Im dritten Kapitel werden die Grundregeln und Anwendungsprinzipien von drei visualisierenden Methoden der Sozialen Arbeit vorgestellt:
- Das Familienszenario
- Arbeit mit Netzwerkkarten
- Arbeit mit einem Lebensstrahl
Sie ermöglichen den Adressat*innen eine bildhaft- symbolische Darstellung ihrer Lebenssituation.

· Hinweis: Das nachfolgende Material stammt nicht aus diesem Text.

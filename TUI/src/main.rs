mod action;
mod app;
mod assembler;
mod backend;
mod chart;
mod command;
mod config;
mod dispatcher;
mod history;
mod keymap;
mod keypad;
mod markdown;
mod mascot;
mod presenter;
mod session;
mod solve;
mod ui;
mod ui_state;

use std::fs::File;
use std::io;
use std::path::PathBuf;
use std::sync::{Arc, Mutex};
use std::time::Duration;

use arboard::Clipboard;
use clap::Parser;
use crossterm::{
    event::{self, DisableBracketedPaste, DisableMouseCapture, EnableBracketedPaste, EnableMouseCapture, Event, MouseEventKind},
    execute,
    terminal::{disable_raw_mode, enable_raw_mode, EnterAlternateScreen, LeaveAlternateScreen},
};
use ratatui::{backend::CrosstermBackend, Terminal};
use tracing_subscriber::EnvFilter;

use action::Action;
use app::App;
use backend::{GeminiSolver, OfflineSolver, Solver};
use config::{Config, SolverConfig};
use dispatcher::Dispatcher;
use ui::draw;
use ui_state::Screen;

/// Benny, a terminal calculator that explains its answers.
#[derive(Parser, Debug)]
#[command(name = "benny", version, about)]
struct Args {
    /// Never call the remote model; every problem gets the offline answer
    #[arg(long, short = 'o')]
    offline: bool,

    /// Model name, overrides BENNY_MODEL
    #[arg(long)]
    model: Option<String>,

    /// API base URL, overrides BENNY_API_BASE
    #[arg(long)]
    api_base: Option<String>,

    /// Log file (default: benny-calc.log in the temp directory)
    #[arg(long)]
    log_file: Option<PathBuf>,
}

fn init_logging(path: Option<PathBuf>) {
    // The terminal belongs to the UI, so logs go to a file or nowhere
    let path = path.unwrap_or_else(|| std::env::temp_dir().join("benny-calc.log"));
    let Ok(file) = File::create(&path) else {
        return;
    };

    let filter = EnvFilter::try_from_env("BENNY_LOG").unwrap_or_else(|_| EnvFilter::new("info"));
    tracing_subscriber::fmt()
        .with_env_filter(filter)
        .with_writer(Mutex::new(file))
        .with_ansi(false)
        .init();
}

fn main() -> io::Result<()> {
    let args = Args::parse();
    init_logging(args.log_file.clone());

    let runtime = tokio::runtime::Runtime::new()?;

    let mut config = Config::default();
    config.solver = SolverConfig::from_env();
    if let Some(model) = args.model {
        config.solver.model = model;
    }
    if let Some(base) = args.api_base {
        config.solver.base_url = base;
    }

    let (solver, label): (Arc<dyn Solver>, String) = if args.offline {
        (Arc::new(OfflineSolver), "offline".to_string())
    } else {
        if !config.solver.has_api_key() {
            tracing::warn!("API_KEY is not set, every request will fall back");
        }
        let label = config.solver.model.clone();
        (Arc::new(GeminiSolver::new(config.solver.clone())), label)
    };
    tracing::info!(solver = %label, "starting benny");

    // Setup terminal
    enable_raw_mode()?;
    let mut stdout = io::stdout();
    execute!(stdout, EnterAlternateScreen, EnableMouseCapture, EnableBracketedPaste)?;
    let backend = CrosstermBackend::new(stdout);
    let mut terminal = Terminal::new(backend)?;

    let mut app = App::new(config, Dispatcher::new(solver), runtime.handle().clone(), label);

    let result = run_app(&mut terminal, &mut app);

    // Restore terminal
    disable_raw_mode()?;
    execute!(
        terminal.backend_mut(),
        LeaveAlternateScreen,
        DisableMouseCapture,
        DisableBracketedPaste
    )?;
    terminal.show_cursor()?;

    if let Err(e) = result {
        tracing::error!(error = %e, "terminal loop failed");
        eprintln!("Error: {}", e);
    }

    Ok(())
}

fn read_clipboard() -> Option<String> {
    let mut clipboard = Clipboard::new().ok()?;
    clipboard.get_text().ok()
}

fn run_app(terminal: &mut Terminal<CrosstermBackend<io::Stdout>>, app: &mut App) -> io::Result<()> {
    let poll_interval = Duration::from_millis(app.config.tick_rate_ms);

    loop {
        app.tick();

        terminal.draw(|frame| draw(frame, app))?;

        if event::poll(poll_interval)? {
            let action = match event::read()? {
                Event::Key(key) => match keymap::map_key(app.ui.screen, app.ui.focus, key) {
                    Some(Action::PasteClipboard) => read_clipboard().map(Action::Paste),
                    other => other,
                },
                Event::Paste(text) if app.ui.screen == Screen::Calculator => Some(Action::Paste(text)),
                Event::Mouse(mouse) => match mouse.kind {
                    MouseEventKind::ScrollUp => Some(Action::ScrollUp),
                    MouseEventKind::ScrollDown => Some(Action::ScrollDown),
                    _ => None,
                },
                _ => None,
            };

            if let Some(action) = action {
                app.apply(action);
            }
        }

        if app.should_quit {
            return Ok(());
        }
    }
}
//! Plot geometry for the result chart.
//!
//! Turns sampled points into everything the line chart needs: the series,
//! auto-fitted axis bounds, grid lines at the tick positions, zero reference
//! lines and tick labels. Drawing itself is left to ratatui's `Chart`.

use crate::solve::GraphPoint;

const TICKS: usize = 5;
const PAD_RATIO: f64 = 0.05;

#[derive(Debug, Clone, PartialEq)]
pub struct PlotView {
    pub series: Vec<(f64, f64)>,
    pub x_bounds: [f64; 2],
    pub y_bounds: [f64; 2],
    /// Vertical segment at x = 0 when it is inside the x bounds
    pub x_zero: Option<[(f64, f64); 2]>,
    /// Horizontal segment at y = 0 when it is inside the y bounds
    pub y_zero: Option<[(f64, f64); 2]>,
    pub grid: Vec<[(f64, f64); 2]>,
    pub x_labels: Vec<String>,
    pub y_labels: Vec<String>,
}

impl PlotView {
    /// Returns `None` when there is nothing finite to draw.
    pub fn new(points: &[GraphPoint]) -> Option<Self> {
        let series: Vec<(f64, f64)> = points
            .iter()
            .filter(|p| p.is_finite())
            .map(|p| (p.x, p.y))
            .collect();

        if series.is_empty() {
            return None;
        }

        let x_bounds = fit_bounds(series.iter().map(|(x, _)| *x));
        let y_bounds = fit_bounds(series.iter().map(|(_, y)| *y));

        let x_zero = contains(x_bounds, 0.0).then(|| [(0.0, y_bounds[0]), (0.0, y_bounds[1])]);
        let y_zero = contains(y_bounds, 0.0).then(|| [(x_bounds[0], 0.0), (x_bounds[1], 0.0)]);

        let x_ticks = ticks(x_bounds);
        let y_ticks = ticks(y_bounds);

        let mut grid = Vec::new();
        for &x in &x_ticks[1..TICKS - 1] {
            grid.push([(x, y_bounds[0]), (x, y_bounds[1])]);
        }
        for &y in &y_ticks[1..TICKS - 1] {
            grid.push([(x_bounds[0], y), (x_bounds[1], y)]);
        }

        Some(Self {
            series,
            x_bounds,
            y_bounds,
            x_zero,
            y_zero,
            grid,
            x_labels: x_ticks.iter().map(|v| format_tick(*v)).collect(),
            y_labels: y_ticks.iter().map(|v| format_tick(*v)).collect(),
        })
    }

    pub fn len(&self) -> usize {
        self.series.len()
    }

    /// Tooltip text for the sample at `index`.
    pub fn tooltip(&self, index: usize) -> Option<String> {
        self.series
            .get(index)
            .map(|(x, y)| format!("x = {}, y = {}", format_value(*x), format_value(*y)))
    }
}

fn fit_bounds(values: impl Iterator<Item = f64>) -> [f64; 2] {
    let (min, max) = values.fold((f64::MAX, f64::MIN), |(lo, hi), v| (lo.min(v), hi.max(v)));
    let span = max - min;
    if span <= f64::EPSILON {
        return [min - 1.0, max + 1.0];
    }
    let pad = span * PAD_RATIO;
    [min - pad, max + pad]
}

fn contains(bounds: [f64; 2], v: f64) -> bool {
    bounds[0] <= v && v <= bounds[1]
}

fn ticks(bounds: [f64; 2]) -> Vec<f64> {
    let step = (bounds[1] - bounds[0]) / (TICKS - 1) as f64;
    (0..TICKS).map(|i| bounds[0] + step * i as f64).collect()
}

fn format_tick(v: f64) -> String {
    let magnitude = v.abs();
    if magnitude >= 1000.0 || (magnitude > 0.0 && magnitude < 0.01) {
        format!("{:.1e}", v)
    } else if magnitude >= 10.0 {
        format!("{:.0}", v)
    } else {
        format!("{:.1}", v)
    }
}

fn format_value(v: f64) -> String {
    let s = format!("{:.4}", v);
    let s = s.trim_end_matches('0').trim_end_matches('.');
    if s == "-0" {
        "0".to_string()
    } else {
        s.to_string()
    }
}
//! Bulk action dispatch with a local duplicate-submission guard.
//!
//! The guard here is advisory. The job queue on the host is the real
//! authority on exclusivity; this only keeps a second click from racing the
//! first round trip.
use std::collections::HashMap;
use tracing::{info, instrument, warn};
use uuid::Uuid;

use crate::config::ActionSettings;
use crate::error::GridError;
use crate::model::{ActionKind, JobRunState, JobStatus, MergeCandidate, PreflightPolicy};
use crate::progress::ProgressSubscription;
use crate::services::{Confirmation, Notice, Services, Severity};

/// Batch ids travel as one delimiter-joined string.
pub const ID_DELIMITER: &str = ",";

#[derive(Debug, Clone, Default)]
pub struct JobGuard {
    states: HashMap<ActionKind, JobRunState>,
}

impl JobGuard {
    pub fn state(&self, action: ActionKind) -> JobRunState {
        self.states.get(&action).copied().unwrap_or_default()
    }

    pub fn is_running(&self, action: ActionKind) -> bool {
        self.state(action) == JobRunState::Running
    }

    pub fn set(&mut self, action: ActionKind, state: JobRunState) {
        self.states.insert(action, state);
    }
}

#[derive(Debug)]
pub enum DispatchOutcome {
    Submitted {
        dispatch_id: Uuid,
        count: usize,
        merges: usize,
        progress: ProgressSubscription,
    },
    /// The operator backed out at a confirmation gate.
    Declined,
    NothingSelected,
}

#[derive(Debug, Clone, Copy)]
pub struct BulkRequest<'a> {
    pub action: ActionKind,
    pub settings: &'a ActionSettings,
    pub ids: &'a [String],
    /// `(id, sku)` pairs for the merge pre-check.
    pub candidates: &'a [MergeCandidate],
}

#[derive(Debug, Clone, Default)]
pub struct BulkDispatcher {
    guard: JobGuard,
    policy: PreflightPolicy,
}

impl BulkDispatcher {
    pub fn new(policy: PreflightPolicy) -> Self {
        Self {
            guard: JobGuard::default(),
            policy,
        }
    }

    pub fn state(&self, action: ActionKind) -> JobRunState {
        self.guard.state(action)
    }

    /// Called when the progress stream reports done.
    pub fn complete(&mut self, action: ActionKind) {
        self.guard.set(action, JobRunState::Idle);
    }

    /// Ask the job queue whether a job for `action` is queued or started.
    #[instrument(skip_all, fields(action = %action))]
    pub async fn refresh_status(
        &mut self,
        services: &Services,
        action: ActionKind,
        settings: &ActionSettings,
    ) -> Result<JobRunState, GridError> {
        let jobs = services
            .jobs
            .list_active_jobs(&JobStatus::ACTIVE)
            .await
            .map_err(GridError::Fetch)?;
        let state = if jobs
            .iter()
            .any(|j| j.job_name == settings.job_name && j.status.is_active())
        {
            JobRunState::Running
        } else {
            JobRunState::Idle
        };
        self.guard.set(action, state);
        info!(?state, "job status refreshed");
        Ok(state)
    }

    #[instrument(skip_all, fields(action = %req.action, count = req.ids.len()))]
    pub async fn dispatch(
        &mut self,
        services: &Services,
        req: BulkRequest<'_>,
    ) -> Result<DispatchOutcome, GridError> {
        let action = req.action;
        let operator = services.operator.as_ref();

        if self.guard.is_running(action) {
            operator.notify(Notice::info(format!("{} already in progress", action.label())));
            return Err(GridError::ActionInFlight(action));
        }
        if req.ids.is_empty() {
            return Ok(DispatchOutcome::NothingSelected);
        }

        match services.jobs.list_active_jobs(&JobStatus::ACTIVE).await {
            Ok(jobs) if jobs.iter().any(|j| j.job_name == req.settings.job_name) => {
                self.guard.set(action, JobRunState::Running);
                operator.notify(Notice::info(format!("{} already in progress", action.label())));
                return Err(GridError::ActionInFlight(action));
            }
            Ok(_) => {}
            Err(err) => warn!(?err, "job status check failed; trusting local state"),
        }

        let first_gate = Confirmation {
            severity: Severity::Caution,
            message: format!(
                "Are you sure you want to proceed {} these {} products? Careful, this action is irreversible! Proceed anyway?",
                action.progressive().to_lowercase(),
                req.ids.len()
            ),
        };
        if !operator.confirm(&first_gate).await {
            info!("declined at confirmation");
            return Ok(DispatchOutcome::Declined);
        }

        let merges = if action.supports_preflight() {
            self.preflight(services, req.candidates).await?
        } else {
            0
        };
        if merges > 0 {
            let second_gate = Confirmation {
                severity: Severity::Destructive,
                message: format!(
                    "WARNING: {merges} detected items needing to be merged. Proceed to merge them anyway? THIS ACTION CANNOT BE UNDONE."
                ),
            };
            if !operator.confirm(&second_gate).await {
                info!(merges, "declined at merge confirmation");
                return Ok(DispatchOutcome::Declined);
            }
        }

        // Subscribe first so that lines pushed right after acceptance are kept.
        let channel = req.settings.channel.as_str();
        let stream = services
            .progress
            .subscribe(channel)
            .await
            .map_err(|err| GridError::Channel(channel.to_string(), err))?;
        self.guard.set(action, JobRunState::Running);

        let dispatch_id = Uuid::new_v4();
        let joined = req.ids.join(ID_DELIMITER);
        if let Err(err) = services.jobs.submit_batch(action, &joined).await {
            self.guard.set(action, JobRunState::Idle);
            if let Err(unsub) = services.progress.unsubscribe(channel).await {
                warn!(?unsub, "unsubscribe after failed submit");
            }
            let err = GridError::Submit(action, err);
            operator.notify(Notice::error(err.to_string()));
            return Err(err);
        }

        info!(%dispatch_id, count = req.ids.len(), merges, "batch submitted");
        Ok(DispatchOutcome::Submitted {
            dispatch_id,
            count: req.ids.len(),
            merges,
            progress: ProgressSubscription::new(channel, stream),
        })
    }

    async fn preflight(&self, services: &Services, candidates: &[MergeCandidate]) -> Result<usize, GridError> {
        if candidates.is_empty() {
            return Ok(0);
        }
        match services.merge_check.check_merge_required(candidates).await {
            Ok(needing) => Ok(needing.len()),
            Err(err) => match self.policy {
                PreflightPolicy::Proceed => {
                    warn!(?err, "merge pre-check failed; assuming no merges");
                    Ok(0)
                }
                PreflightPolicy::Block => {
                    let err = GridError::Preflight(err);
                    services.operator.notify(Notice::error(err.to_string()));
                    Err(err)
                }
            },
        }
    }
}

„Visualisierende Handlungsansätze haben den Vorteil, dass sie Eltern, Jugendliche und Kinder noch stärker als bei Gesprächen in einen Zustand der Dezentrierung führen, das heißt in einem Modus, in dem sie sich in einem spielerisch-gestalterischen Prozess gegenwärtige, vergangene und zukünftige Lebensszenen vor Augen führen können.“ (S. 81)
Diskussion
Uwe Uhlendorff verfasste einen sehr praktischen Handlungsleitfaden für die Praxis, der die Fachkräfte befähigt, Gespräche innerhalb der Lebenswelt und Lebenslagen mit den Adressat*innen zu führen. Kern dieses Grundkurses von Uwe Uhlendorff ist die Sozialpädagogische Diagnoseform, die er im Rahmen zweier Praxisforschungsprojekte 1995 mit Stephan Cinkl selbst entwickelte und 2011 evaluierte. Unter dem Aspekt eines praxisnahen Handlungsleitfaden ist das Buch von Uwe Uhlendorff in keinem Fall zu kritisieren, da es Grundlagenwissen und vor allem auch visualisierende Methoden vorstellt und alle Beteiligten in eine Reflexion befähigt. Ziele, Folgen, Zwangskontexte, Macht und Verantwortung, Normativität und Konstruktivismus und die aktive Beteiligung der Fachkräfte in der Befähigung der Adressat*innen stellen Herausforderung und Spannungsfelder in der Anwendung dar, die in diesem Buch wenig beleuchtet werden. Lediglich der Kontext Macht (S. 75 ff.) wird in einem Exkurs angeschnitten.
Fazit
„Methoden Sozialpädagogischen Fallverstehens in der sozialen Arbeit – Ein Grundkurs“ von Uwe Uhlendorff nimmt die Arbeit Sozialpädagogischer Fachkräfte mit komplexen Problemsituationen von Familien in den Blick. Das Studienheft basiert auf evaluierter Studientätigkeit und standardisierten Leitfäden, die gerade Berufsanfängern der Sozialen Arbeit eine Lösungsperspektive aufzeigt. Innerhalb des Studiums bietet dieser Grundkurs notwendiges Basiswissen und zeigt verschiedene Methoden und Anregungen zu Handlungsansätzen des Sozialpädagogischen Fallverstehens. Durch die Vielzahl von Abbildungen, prägnanten Beschreibungen, Übungen und Piktogrammen können die Handlungsansätze verständlich eingeübt werden. Für den Preis von 12,95 € ist es vor allem als Nachschlagewerk uneingeschränkt zu empfehlen.